Transferring energy as RF waves is not a good idea. Because it will affect all electronics, especially wireless communication devices, radio receivers and other things. In addition, it is not safe for your health to stay near high power transmitter. And after all it has low efficiency, because a lot of energy will be lost due to emission into environment and heating things around you.

The example of using RF wave to transfer energy is a high power laser beam. As you understand it is very dangerous to stay near such device, if that beam hits your body your body will get damage. Exactly the same thing happens when you try to transfer energy as RF wave.
Title: Re: Difference in electronic theory of an induction heater element and an antenna?
Post by: mag_therm on October 18, 2022, 02:05:28 pm
38 years in the high power side of induction heating and I only have one anecdote about far field interference from it.

It was told to me as it occurred before my time, and I have forgotten the details and frequencies.

Destructive interference started on a HF aviation system in eastern USA.

With some DF, the USA authorities contacted the Australian aviation authority, and after searching the source was isolated to an induction heater in Sydney.
It was a 50 kW Triode Colpitts, and the cause was not directly from the induction magnetic field, it was from a parasitic oscillation that had developed on the anode.

18,000 km, maybe a world record for QRM?
Title: Re: Difference in electronic theory of an induction heater element and an antenna?
Post by: TimFox on October 18, 2022, 03:11:59 pm
Microwave ovens are specifically designed to get as much interaction between the radio waves and food as possible. They use 2.4GHz waves because that wavelength is particularly well absorbed by water


This is actually not true - there is nothing special about the behaviour of water at 2.4 GHz that is used for microwaves - the loss tangent of water even gets higher for lower frequencies down to a few MHz or even KHz - this is why submarines can't use radios. When you look at industrial microwave ovens they can also use lower frequencies (I think 915 MHz is another common frequency for industrial uses).

Don't quote me on the following, but I believe that 2.4 GHz is used in microwave ovens because it simply happened to be a nice size of the magnetron back when they were commercialized.  The fact that the first microwave ovens for consumer use worked at 2.4 GHz is why we have an ISM band at 2.4 GHz - nobody wanted that spectrum anyways.

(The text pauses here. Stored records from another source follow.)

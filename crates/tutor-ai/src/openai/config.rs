//! OpenAI client configuration.

use std::time::Duration;

use tutor_common::Backend;

pub(crate) const OPENAI_API_URL: &str = "https://api.openai.com/v1/chat/completions";

/// OpenAI API client configuration.
#[derive(Clone)]
pub struct OpenAiConfig {
    pub api_key: String,
    pub model: String,
    pub max_tokens: u32,
    pub temperature: f64,
    pub base_url: String,
    pub timeout: Duration,
}

impl std::fmt::Debug for OpenAiConfig {
    fn fmt(&self, f: &mut std::fmt::Formatter<'_>) -> std::fmt::Result {
        f.debug_struct("OpenAiConfig")
            .field("api_key", &"[REDACTED]")
            .field("model", &self.model)
            .field("max_tokens", &self.max_tokens)
            .field("temperature", &self.temperature)
            .field("base_url", &self.base_url)
            .field("timeout", &self.timeout)
            .finish()
    }
}

impl OpenAiConfig {
    pub fn new(api_key: impl Into<String>) -> Self {
        Self {
            api_key: api_key.into(),
            model: Backend::OpenAi.default_model().to_string(),
            max_tokens: 2000,
            temperature: 0.7,
            base_url: OPENAI_API_URL.to_string(),
            timeout: Duration::from_secs(120),
        }
    }

    pub fn with_model(mut self, model: impl Into<String>) -> Self {
        self.model = model.into();
        self
    }

    pub fn with_max_tokens(mut self, max_tokens: u32) -> Self {
        self.max_tokens = max_tokens;
        self
    }

    pub fn with_temperature(mut self, temperature: f64) -> Self {
        self.temperature = temperature;
        self
    }

    pub fn with_base_url(mut self, base_url: impl Into<String>) -> Self {
        self.base_url = base_url.into();
        self
    }

    pub fn with_timeout(mut self, timeout: Duration) -> Self {
        self.timeout = timeout;
        self
    }
}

As to why MRIs don't fry your brain: They don't use continuous waves. They pulse (which is the source of the banging sound some MRI machines make) at quite low frequency. As a result, while the instantaneous field strength might be very high, the actual transferred power is very low (you are only rotating the molecules a few times a second or less, compared to the 2.4^9 that you find in microwave ovens).

Medical MRI does not use radio waves:  the body is inside a coil or other resonant structure that is pulsed with current at a radio frequency (typically 64 MHz for 1.5 T static magnetic field) to generate a pulsed oscillating magnetic field inside the patient to measure the nuclear magnetic resonance.
There is also a pulsed "gradient" field, superimposed on the "static" DC magnetic field, that varies the resonant frequency (proportional to the local magnetic field) in a controlled manner as a function of location to "encode" the signal as a function of position to do the imaging.
The reaction between this pulsed gradient field and the static magnetic field stresses the coil structure to produce the audible noise.
Regulatory safety limits include limiting the "SAR" (specific absorption rate in W/kg) of the RF field and limiting the induced electric field along the patient from the pulsed gradient field.
"Line", "audio", and "RF" are examples of frequency ranges, and do not necessarily imply radiation.
Title: Re: Difference in electronic theory of an induction heater element and an antenna?
Post by: MrAl on October 18, 2022, 03:42:16 pm
I have been watching daves debunking wireless energy woo woo and made me realize I dont quite understand how if both an antenna uses AC to radiate EM radiation, but so does an inductive heater. Also how come you dont get bleeding ears from a MRI machine if thats 10k watt FM modulated?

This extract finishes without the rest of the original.